The problem: A single number is expected: the count of lines in the records below that contain "Some".

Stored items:
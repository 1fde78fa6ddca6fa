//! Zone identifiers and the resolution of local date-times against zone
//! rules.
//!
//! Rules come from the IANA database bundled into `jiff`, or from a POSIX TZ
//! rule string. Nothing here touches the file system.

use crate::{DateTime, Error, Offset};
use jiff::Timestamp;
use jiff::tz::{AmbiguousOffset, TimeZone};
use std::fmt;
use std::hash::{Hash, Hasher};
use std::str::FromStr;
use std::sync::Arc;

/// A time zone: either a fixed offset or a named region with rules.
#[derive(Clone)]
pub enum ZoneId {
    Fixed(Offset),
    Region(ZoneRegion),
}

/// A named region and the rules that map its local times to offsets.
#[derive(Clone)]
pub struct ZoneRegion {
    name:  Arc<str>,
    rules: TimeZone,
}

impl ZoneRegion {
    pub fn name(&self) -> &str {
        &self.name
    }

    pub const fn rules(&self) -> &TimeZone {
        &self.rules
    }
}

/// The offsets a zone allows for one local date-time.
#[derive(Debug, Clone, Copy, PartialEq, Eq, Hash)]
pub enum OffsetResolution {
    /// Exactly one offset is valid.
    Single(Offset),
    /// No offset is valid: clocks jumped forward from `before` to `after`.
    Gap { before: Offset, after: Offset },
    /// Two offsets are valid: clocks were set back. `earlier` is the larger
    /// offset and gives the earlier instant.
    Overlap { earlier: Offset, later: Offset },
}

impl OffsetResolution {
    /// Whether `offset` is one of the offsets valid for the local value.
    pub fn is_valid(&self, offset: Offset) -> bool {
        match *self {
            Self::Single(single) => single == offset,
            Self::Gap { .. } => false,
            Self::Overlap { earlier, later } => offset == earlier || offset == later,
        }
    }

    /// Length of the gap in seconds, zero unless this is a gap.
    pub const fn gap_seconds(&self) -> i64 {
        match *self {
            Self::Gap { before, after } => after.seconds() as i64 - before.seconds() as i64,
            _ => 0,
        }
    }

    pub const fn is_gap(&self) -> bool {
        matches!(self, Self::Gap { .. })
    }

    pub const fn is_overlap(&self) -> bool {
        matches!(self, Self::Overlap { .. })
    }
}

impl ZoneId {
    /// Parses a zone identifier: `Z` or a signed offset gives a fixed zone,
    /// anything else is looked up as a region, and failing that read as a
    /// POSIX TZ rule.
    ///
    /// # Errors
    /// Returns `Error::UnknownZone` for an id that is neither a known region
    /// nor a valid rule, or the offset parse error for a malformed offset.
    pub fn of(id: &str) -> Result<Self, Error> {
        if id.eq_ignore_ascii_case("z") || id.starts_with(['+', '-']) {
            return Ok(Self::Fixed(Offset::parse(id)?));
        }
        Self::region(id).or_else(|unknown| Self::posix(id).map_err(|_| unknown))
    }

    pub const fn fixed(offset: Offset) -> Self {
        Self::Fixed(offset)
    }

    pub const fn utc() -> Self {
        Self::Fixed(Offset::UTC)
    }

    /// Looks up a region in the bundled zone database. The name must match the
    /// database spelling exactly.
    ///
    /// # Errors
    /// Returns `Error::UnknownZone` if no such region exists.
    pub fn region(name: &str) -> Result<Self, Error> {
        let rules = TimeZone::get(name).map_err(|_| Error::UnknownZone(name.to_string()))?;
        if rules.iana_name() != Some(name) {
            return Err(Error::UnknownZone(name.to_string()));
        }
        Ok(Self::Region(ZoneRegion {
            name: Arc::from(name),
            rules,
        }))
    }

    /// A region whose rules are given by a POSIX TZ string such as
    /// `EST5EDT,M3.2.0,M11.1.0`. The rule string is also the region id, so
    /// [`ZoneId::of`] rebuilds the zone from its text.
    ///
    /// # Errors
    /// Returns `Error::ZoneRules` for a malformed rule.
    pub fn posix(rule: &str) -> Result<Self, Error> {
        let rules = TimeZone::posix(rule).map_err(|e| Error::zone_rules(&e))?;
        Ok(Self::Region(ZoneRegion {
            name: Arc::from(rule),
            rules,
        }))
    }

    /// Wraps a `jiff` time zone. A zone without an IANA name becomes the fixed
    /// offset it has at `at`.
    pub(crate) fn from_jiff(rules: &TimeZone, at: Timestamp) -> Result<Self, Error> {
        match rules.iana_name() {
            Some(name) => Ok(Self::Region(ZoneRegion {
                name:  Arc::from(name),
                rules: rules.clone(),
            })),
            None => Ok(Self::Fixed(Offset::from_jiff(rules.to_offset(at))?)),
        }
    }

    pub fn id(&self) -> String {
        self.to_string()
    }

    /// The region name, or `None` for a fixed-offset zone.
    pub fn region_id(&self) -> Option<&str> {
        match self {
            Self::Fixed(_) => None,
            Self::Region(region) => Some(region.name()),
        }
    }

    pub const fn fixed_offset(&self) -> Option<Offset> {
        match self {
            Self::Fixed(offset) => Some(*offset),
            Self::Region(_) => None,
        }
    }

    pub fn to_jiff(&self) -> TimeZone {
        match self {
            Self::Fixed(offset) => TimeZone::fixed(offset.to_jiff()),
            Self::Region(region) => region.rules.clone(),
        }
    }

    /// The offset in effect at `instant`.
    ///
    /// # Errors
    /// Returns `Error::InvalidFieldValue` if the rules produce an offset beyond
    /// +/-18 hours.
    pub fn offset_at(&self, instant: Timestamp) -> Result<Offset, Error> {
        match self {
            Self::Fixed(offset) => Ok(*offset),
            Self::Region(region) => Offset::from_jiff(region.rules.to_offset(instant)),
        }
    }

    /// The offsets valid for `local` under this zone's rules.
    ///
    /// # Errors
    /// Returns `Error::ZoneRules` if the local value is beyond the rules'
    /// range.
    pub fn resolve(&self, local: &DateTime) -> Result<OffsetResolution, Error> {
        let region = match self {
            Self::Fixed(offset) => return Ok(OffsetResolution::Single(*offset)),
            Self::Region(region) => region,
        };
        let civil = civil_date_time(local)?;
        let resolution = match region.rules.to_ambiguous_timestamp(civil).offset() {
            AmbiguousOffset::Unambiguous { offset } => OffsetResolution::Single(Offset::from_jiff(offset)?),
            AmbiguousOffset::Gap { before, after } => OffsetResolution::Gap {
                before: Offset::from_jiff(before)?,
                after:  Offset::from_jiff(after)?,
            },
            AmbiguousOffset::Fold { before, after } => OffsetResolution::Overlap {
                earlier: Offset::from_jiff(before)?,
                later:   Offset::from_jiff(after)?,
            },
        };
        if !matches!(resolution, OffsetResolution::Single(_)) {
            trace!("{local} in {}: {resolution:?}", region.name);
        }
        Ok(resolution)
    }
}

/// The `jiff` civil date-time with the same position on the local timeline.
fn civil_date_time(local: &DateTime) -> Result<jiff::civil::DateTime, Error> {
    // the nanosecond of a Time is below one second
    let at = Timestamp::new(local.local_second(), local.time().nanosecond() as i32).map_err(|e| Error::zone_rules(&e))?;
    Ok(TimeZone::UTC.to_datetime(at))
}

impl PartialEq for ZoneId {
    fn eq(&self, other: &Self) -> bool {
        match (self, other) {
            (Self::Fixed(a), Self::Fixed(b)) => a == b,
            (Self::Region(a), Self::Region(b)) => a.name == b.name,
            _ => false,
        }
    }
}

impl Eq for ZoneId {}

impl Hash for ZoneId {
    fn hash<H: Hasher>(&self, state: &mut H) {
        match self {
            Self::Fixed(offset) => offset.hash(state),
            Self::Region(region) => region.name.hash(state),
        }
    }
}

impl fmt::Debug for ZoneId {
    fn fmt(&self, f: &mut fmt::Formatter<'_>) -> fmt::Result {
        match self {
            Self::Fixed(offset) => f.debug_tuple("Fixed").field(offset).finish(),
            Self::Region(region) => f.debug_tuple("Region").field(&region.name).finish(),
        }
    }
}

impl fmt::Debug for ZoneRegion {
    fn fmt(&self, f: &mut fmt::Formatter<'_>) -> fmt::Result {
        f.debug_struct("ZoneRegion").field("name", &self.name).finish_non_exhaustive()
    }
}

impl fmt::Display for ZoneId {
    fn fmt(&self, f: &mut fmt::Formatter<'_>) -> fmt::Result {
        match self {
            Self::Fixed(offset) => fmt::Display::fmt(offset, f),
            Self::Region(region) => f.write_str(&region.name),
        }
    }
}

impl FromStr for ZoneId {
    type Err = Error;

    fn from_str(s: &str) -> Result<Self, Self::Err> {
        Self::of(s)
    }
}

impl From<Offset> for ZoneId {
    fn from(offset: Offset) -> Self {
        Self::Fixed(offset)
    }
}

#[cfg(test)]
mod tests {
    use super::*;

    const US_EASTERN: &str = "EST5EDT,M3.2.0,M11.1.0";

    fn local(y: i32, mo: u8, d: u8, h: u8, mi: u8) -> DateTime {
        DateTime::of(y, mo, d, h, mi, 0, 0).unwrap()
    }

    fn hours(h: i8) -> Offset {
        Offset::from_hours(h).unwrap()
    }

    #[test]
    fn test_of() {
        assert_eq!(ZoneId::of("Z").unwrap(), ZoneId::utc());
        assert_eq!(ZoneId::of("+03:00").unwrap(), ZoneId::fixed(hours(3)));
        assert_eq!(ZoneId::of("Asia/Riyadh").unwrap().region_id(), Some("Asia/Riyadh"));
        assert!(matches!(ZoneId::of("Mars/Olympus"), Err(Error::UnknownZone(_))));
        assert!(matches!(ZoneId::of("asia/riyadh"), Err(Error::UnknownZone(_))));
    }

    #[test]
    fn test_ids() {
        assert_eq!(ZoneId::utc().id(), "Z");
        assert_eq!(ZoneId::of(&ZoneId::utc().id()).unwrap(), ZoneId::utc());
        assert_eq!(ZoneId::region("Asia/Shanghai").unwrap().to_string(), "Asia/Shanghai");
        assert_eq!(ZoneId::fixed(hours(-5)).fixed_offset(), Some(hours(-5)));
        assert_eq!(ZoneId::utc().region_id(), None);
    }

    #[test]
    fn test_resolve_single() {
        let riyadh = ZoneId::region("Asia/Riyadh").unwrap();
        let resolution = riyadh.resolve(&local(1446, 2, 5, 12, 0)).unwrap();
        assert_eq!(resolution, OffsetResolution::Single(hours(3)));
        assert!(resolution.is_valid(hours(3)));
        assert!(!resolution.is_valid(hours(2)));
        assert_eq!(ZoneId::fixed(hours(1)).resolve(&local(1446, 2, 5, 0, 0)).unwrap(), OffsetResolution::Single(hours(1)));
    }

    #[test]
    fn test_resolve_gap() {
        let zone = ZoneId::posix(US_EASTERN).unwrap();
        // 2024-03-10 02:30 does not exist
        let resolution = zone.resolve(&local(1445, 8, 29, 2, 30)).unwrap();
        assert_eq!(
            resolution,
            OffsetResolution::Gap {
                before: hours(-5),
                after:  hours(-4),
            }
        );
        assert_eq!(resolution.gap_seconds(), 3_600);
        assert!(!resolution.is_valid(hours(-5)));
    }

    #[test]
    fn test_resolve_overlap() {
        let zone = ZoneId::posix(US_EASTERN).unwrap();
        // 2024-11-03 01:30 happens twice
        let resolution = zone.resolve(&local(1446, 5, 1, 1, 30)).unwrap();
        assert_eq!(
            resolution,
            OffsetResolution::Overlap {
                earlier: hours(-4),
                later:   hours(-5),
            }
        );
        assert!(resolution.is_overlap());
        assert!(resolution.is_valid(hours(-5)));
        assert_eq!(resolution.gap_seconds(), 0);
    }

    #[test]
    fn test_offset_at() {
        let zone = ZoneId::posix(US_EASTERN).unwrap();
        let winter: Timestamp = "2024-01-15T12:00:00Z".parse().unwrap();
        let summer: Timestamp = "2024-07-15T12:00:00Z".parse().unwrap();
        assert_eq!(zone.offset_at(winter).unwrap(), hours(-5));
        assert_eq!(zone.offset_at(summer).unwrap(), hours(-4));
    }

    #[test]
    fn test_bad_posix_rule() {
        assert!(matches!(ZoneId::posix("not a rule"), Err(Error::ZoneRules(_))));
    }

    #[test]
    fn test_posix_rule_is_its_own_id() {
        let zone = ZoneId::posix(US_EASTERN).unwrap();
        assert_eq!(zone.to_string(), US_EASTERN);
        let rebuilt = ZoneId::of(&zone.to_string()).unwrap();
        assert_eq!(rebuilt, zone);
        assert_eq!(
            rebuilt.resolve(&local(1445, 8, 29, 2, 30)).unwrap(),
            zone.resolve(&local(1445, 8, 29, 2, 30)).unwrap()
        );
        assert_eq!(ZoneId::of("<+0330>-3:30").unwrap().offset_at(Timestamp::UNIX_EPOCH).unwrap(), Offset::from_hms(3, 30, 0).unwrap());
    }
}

Completed exercise: 6